Caroline La Jeune, a partner at Blick Rothenberg said ‘successful entrepreneur’s fears realised with the reduction of entrepreneur’s relief to a lifetime limit of only £1m. This runs counter to the chancellor’s headline commitment to encouraging private businesses.’
She added ‘it will be interesting to see, when the detail behind the budget is revealed, whether the reform of entrepreneur’s relief will be mirrored by a similar reform of investor’s relief, which also provided a 10% tax rate on the first £10m of qualifying investments.’
Robert Pullen, a partner at the firm said ‘business owners will breathe a sigh of relief that entrepreneur’s relief is to be kept – albeit reduced from £10m to £1m, a tax increase of up to £900,000.’
Robert said ‘the chancellor talked-up this budget throughout, however, his ambition seemed somewhat dampened by recent events. No reform of inheritance tax, simplification of SDLT or streamlining of the tax system. Opportunity lost.
He added ‘with fuel and alcohol duties frozen, a £30bn Coronavirus spend and other massive infrastructure projects, where is the chancellor getting his funding? the reforms to entrepreneur’s relief will save up to £2bn a year – nowhere near enough.’
Nimesh Shah, partner at Blick Rothenberg said ‘entrepreneur’s relief goes full circle, and lifetime limit reduces to £1million – now worth £100,000 in savings. When the relief was introduced in 2008, it was worth £80,000.
It has become viciously complicated in recent years with various rule changes and anti-avoidance measures. Now that the relief is only worth £100,000, surely the rules need to be simplified?’

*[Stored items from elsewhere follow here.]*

use std::cmp::Ordering;
use std::collections::BTreeMap;
use std::fmt;

/// A coordinate on the smile axis: a delta (0-100), a moneyness percentage,
/// or the single fixed point of a flat surface.
///
/// Ordered with `f64::total_cmp` so it can key a `BTreeMap`.
#[derive(Debug, Clone, Copy)]
#[cfg_attr(feature = "serde", derive(serde::Serialize, serde::Deserialize))]
#[cfg_attr(feature = "serde", serde(transparent))]
pub struct SmilePoint(pub f64);

impl SmilePoint {
    pub fn value(self) -> f64 {
        self.0
    }
}

impl PartialEq for SmilePoint {
    fn eq(&self, other: &Self) -> bool {
        self.cmp(other) == Ordering::Equal
    }
}

impl Eq for SmilePoint {}

impl PartialOrd for SmilePoint {
    fn partial_cmp(&self, other: &Self) -> Option<Ordering> {
        Some(self.cmp(other))
    }
}

impl Ord for SmilePoint {
    fn cmp(&self, other: &Self) -> Ordering {
        self.0.total_cmp(&other.0)
    }
}

impl From<f64> for SmilePoint {
    fn from(value: f64) -> Self {
        Self(value)
    }
}

impl fmt::Display for SmilePoint {
    fn fmt(&self, f: &mut fmt::Formatter<'_>) -> fmt::Result {
        write!(f, "{}", self.0)
    }
}

/// Volatility (or spread) per smile point for one maturity.
pub type Smile = BTreeMap<SmilePoint, f64>;

/// Variance per smile point at one instant.
pub type PointVariances = BTreeMap<SmilePoint, f64>;

/// Build a [`Smile`] from `(point, value)` pairs.
pub fn smile_from_pairs(pairs: &[(f64, f64)]) -> Smile {
    pairs
        .iter()
        .map(|&(point, value)| (SmilePoint(point), value))
        .collect()
}

/// Which axis the smile coordinates live on.
#[derive(Debug, Clone, Copy, PartialEq, Eq, Hash)]
#[cfg_attr(feature = "serde", derive(serde::Serialize, serde::Deserialize))]
#[cfg_attr(feature = "serde", serde(rename_all = "lowercase"))]
pub enum SurfaceType {
    Delta,
    Moneyness,
    Flat,
}

impl SurfaceType {
    /// Nominal at-the-money coordinate for this surface type.
    pub fn nominal_atm(self) -> Option<f64> {
        match self {
            SurfaceType::Delta => Some(50.0),
            SurfaceType::Moneyness => Some(100.0),
            SurfaceType::Flat => None,
        }
    }

    /// The ATM point of `smile`: the nominal ATM when quoted, otherwise the
    /// quoted point nearest to it (the sole point for flat surfaces).
    pub fn atm_point(self, smile: &Smile) -> Option<SmilePoint> {
        let atm = match self.nominal_atm() {
            Some(atm) => atm,
            None => return smile.keys().next().copied(),
        };
        if smile.contains_key(&SmilePoint(atm)) {
            return Some(SmilePoint(atm));
        }
        smile
            .keys()
            .min_by(|a, b| (a.0 - atm).abs().total_cmp(&(b.0 - atm).abs()))
            .copied()
    }
}

impl fmt::Display for SurfaceType {
    fn fmt(&self, f: &mut fmt::Formatter<'_>) -> fmt::Result {
        let name = match self {
            SurfaceType::Delta => "delta",
            SurfaceType::Moneyness => "moneyness",
            SurfaceType::Flat => "flat",
        };
        f.write_str(name)
    }
}

/// Quotes for a single tenor.
#[derive(Debug, Clone, Default, PartialEq)]
#[cfg_attr(feature = "serde", derive(serde::Serialize, serde::Deserialize))]
pub struct TenorQuotes {
    #[cfg_attr(feature = "serde", serde(default))]
    pub smile: Smile,
    #[cfg_attr(feature = "serde", serde(default))]
    pub spread: Smile,
}

/// Tenor (integer days) to smile and spread quotes, as received from the
/// provider.
///
/// Tenors are signed so that malformed provider data can be represented and
/// rejected by validation rather than at deserialization.
#[derive(Debug, Clone, Default, PartialEq)]
#[cfg_attr(feature = "serde", derive(serde::Serialize, serde::Deserialize))]
#[cfg_attr(feature = "serde", serde(transparent))]
pub struct RawSurface {
    tenors: BTreeMap<i64, TenorQuotes>,
}

impl RawSurface {
    pub fn new() -> Self {
        Self::default()
    }

    /// Add (or replace) the smile quoted for `days`.
    pub fn with_smile(mut self, days: i64, pairs: &[(f64, f64)]) -> Self {
        self.tenors.entry(days).or_default().smile = smile_from_pairs(pairs);
        self
    }

    /// Add (or replace) the spread quoted for `days`.
    pub fn with_spread(mut self, days: i64, pairs: &[(f64, f64)]) -> Self {
        self.tenors.entry(days).or_default().spread = smile_from_pairs(pairs);
        self
    }

    pub fn insert(&mut self, days: i64, quotes: TenorQuotes) {
        self.tenors.insert(days, quotes);
    }

    pub fn get(&self, days: i64) -> Option<&TenorQuotes> {
        self.tenors.get(&days)
    }

    pub fn is_empty(&self) -> bool {
        self.tenors.is_empty()
    }

    /// All tenors in increasing order.
    pub fn iter(&self) -> impl Iterator<Item = (i64, &TenorQuotes)> {
        self.tenors.iter().map(|(days, quotes)| (*days, quotes))
    }

    /// Tenors carrying smile data, in increasing order.
    pub fn smiles(&self) -> impl Iterator<Item = (i64, &Smile)> {
        self.iter()
            .filter(|(_, quotes)| !quotes.smile.is_empty())
            .map(|(days, quotes)| (days, &quotes.smile))
    }

    /// Tenors carrying spread data, in increasing order.
    pub fn spreads(&self) -> impl Iterator<Item = (i64, &Smile)> {
        self.iter()
            .filter(|(_, quotes)| !quotes.spread.is_empty())
            .map(|(days, quotes)| (days, &quotes.spread))
    }
}
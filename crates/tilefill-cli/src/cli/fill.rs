//! Fill command implementation.

use std::fs;
use std::path::PathBuf;
use std::time::Instant;

use anyhow::{Context, Result};
use serde::Serialize;
use tracing::info;

use tilefill::{BoundaryFiller, FillStats, Point, TilingParams, WebNames, pieces_to_svg, write_web_data};

use super::FillArgs;
use super::common::load_boundary;

/// Summary printed with `--json`.
#[derive(Serialize)]
struct JsonSummary {
    params: TilingParams,
    anchor: Point,
    projected: bool,
    #[serde(skip_serializing_if = "Option::is_none")]
    epsg: Option<u32>,
    stats: FillStats,
    boundary_area: f64,
    total_area: f64,
    elapsed_ms: f64,
    files: JsonFiles,
}

#[derive(Serialize)]
struct JsonFiles {
    boundaries: PathBuf,
    bricks: PathBuf,
    #[serde(skip_serializing_if = "Option::is_none")]
    svg: Option<PathBuf>,
}

/// Execute the fill command.
pub fn cmd_fill(args: FillArgs) -> Result<()> {
    let params = args.tiling.params()?;
    let boundary = load_boundary(&args.input)?;

    let filler = match args.anchor {
        Some(anchor) => BoundaryFiller::new(boundary.planar.clone(), boundary.to_plane(anchor)?),
        None => BoundaryFiller::from_centroid(boundary.planar.clone()),
    }
    .with_params(params);

    let start = Instant::now();
    let result = filler.fill().context("Fill failed")?;
    let elapsed = start.elapsed();

    let bricks = boundary.output_rings(result.polygons())?;
    let names = WebNames { boundary_var: args.boundary_var, bricks_var: args.bricks_var };
    let files = write_web_data(&args.out_dir, &names, &boundary.source, &bricks)?;
    info!(boundaries = %files.boundaries.display(), bricks = %files.bricks.display(), "wrote viewer data");

    if let Some(svg_path) = &args.svg {
        fs::write(svg_path, pieces_to_svg(&boundary.planar, result.polygons()))
            .with_context(|| format!("Failed to write {}", svg_path.display()))?;
    }

    let boundary_area = boundary.planar.area();
    let total_area = result.total_area();

    if args.json {
        let summary = JsonSummary {
            params,
            anchor: filler.anchor(),
            projected: boundary.projection.is_some(),
            epsg: boundary.projection.and_then(|p| p.epsg()),
            stats: result.stats,
            boundary_area,
            total_area,
            elapsed_ms: elapsed.as_secs_f64() * 1000.0,
            files: JsonFiles { boundaries: files.boundaries, bricks: files.bricks, svg: args.svg },
        };
        println!("{}", serde_json::to_string_pretty(&summary)?);
        return Ok(());
    }

    let stats = result.stats;
    println!("Boundary: {} ({} vertices)", args.input.boundary.display(), boundary.planar.len());
    println!(
        "Tiling: {} (k={}), radius {}, theta {}",
        params.sides().name(),
        params.k(),
        params.radius(),
        params.theta()
    );
    println!(
        "Pieces: {} from {} tiles ({} visited, {} rejected)",
        stats.pieces, stats.clipped_tiles, stats.visited, stats.rejected
    );
    if boundary_area > 0.0 {
        println!("Coverage: {:.4}%", total_area / boundary_area * 100.0);
    }
    println!("Time: {:.2}ms", elapsed.as_secs_f64() * 1000.0);
    println!("Wrote {}", files.boundaries.display());
    println!("Wrote {}", files.bricks.display());
    if let Some(svg_path) = &args.svg {
        println!("Wrote {}", svg_path.display());
    }

    Ok(())
}
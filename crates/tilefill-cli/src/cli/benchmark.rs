//! Benchmark command implementation.

use std::time::{Duration, Instant};

use anyhow::{Result, bail};

use tilefill::BoundaryFiller;

use super::BenchmarkArgs;
use super::common::load_boundary;

/// Execute the benchmark command.
pub fn cmd_benchmark(args: BenchmarkArgs) -> Result<()> {
    if args.iterations == 0 {
        bail!("--iterations must be at least 1");
    }
    let params = args.tiling.params()?;

    println!("Loading: {}", args.input.boundary.display());
    let start_load = Instant::now();
    let boundary = load_boundary(&args.input)?;
    println!("Loaded {} vertices in {:?}", boundary.planar.len(), start_load.elapsed());

    let filler = BoundaryFiller::from_centroid(boundary.planar).with_params(params);

    println!("\nRunning {} fill x{}...", params.sides().name(), args.iterations);
    let mut elapsed = Duration::ZERO;
    let mut fastest = Duration::MAX;
    let mut stats = None;
    for _ in 0..args.iterations {
        let start = Instant::now();
        let result = filler.fill()?;
        let run = start.elapsed();
        elapsed += run;
        fastest = fastest.min(run);
        stats = Some(result.stats);
    }
    let stats = stats.unwrap_or_default();
    let avg_ms = elapsed.as_secs_f64() * 1000.0 / args.iterations as f64;

    println!();
    println!("═══════════════════════════════════════════════");
    println!("  RUST BENCHMARK: {} FILL", params.sides().name().to_uppercase());
    println!("═══════════════════════════════════════════════");
    println!("  Radius: {}", params.radius());
    println!("  Theta: {}", params.theta());
    println!("  Iterations: {}", args.iterations);
    println!("  Tiles visited: {}", stats.visited);
    println!("  Pieces: {}", stats.pieces);
    println!("  Time: {:?}", elapsed);
    println!("  Time (ms): {:.2}", elapsed.as_secs_f64() * 1000.0);
    println!("  Avg per fill: {:.3}ms", avg_ms);
    println!("  Fastest: {:.3}ms", fastest.as_secs_f64() * 1000.0);
    if stats.visited > 0 {
        println!("  Avg per tile: {:.3}µs", avg_ms * 1000.0 / stats.visited as f64);
    }
    println!("═══════════════════════════════════════════════");

    Ok(())
}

He added ‘at a time when UK businesses are facing hugely uncertain futures, it is disappointing that the government has decided to reduce the entrepreneurs’ relief lifetime limit without any review or consultation.’
Mark Levitt, partner at Blick Rothenberg said ‘with the cut to entrepreneurs’ relief in the budget, business owners should consider paying more into their pensions given the relaxation of reliefs for those earning £200,000.
Capital gains is still lower than income tax and vendors will need to ensure that they have fully utilised their entrepreneur’s relief (where appropriate) with family shareholders.’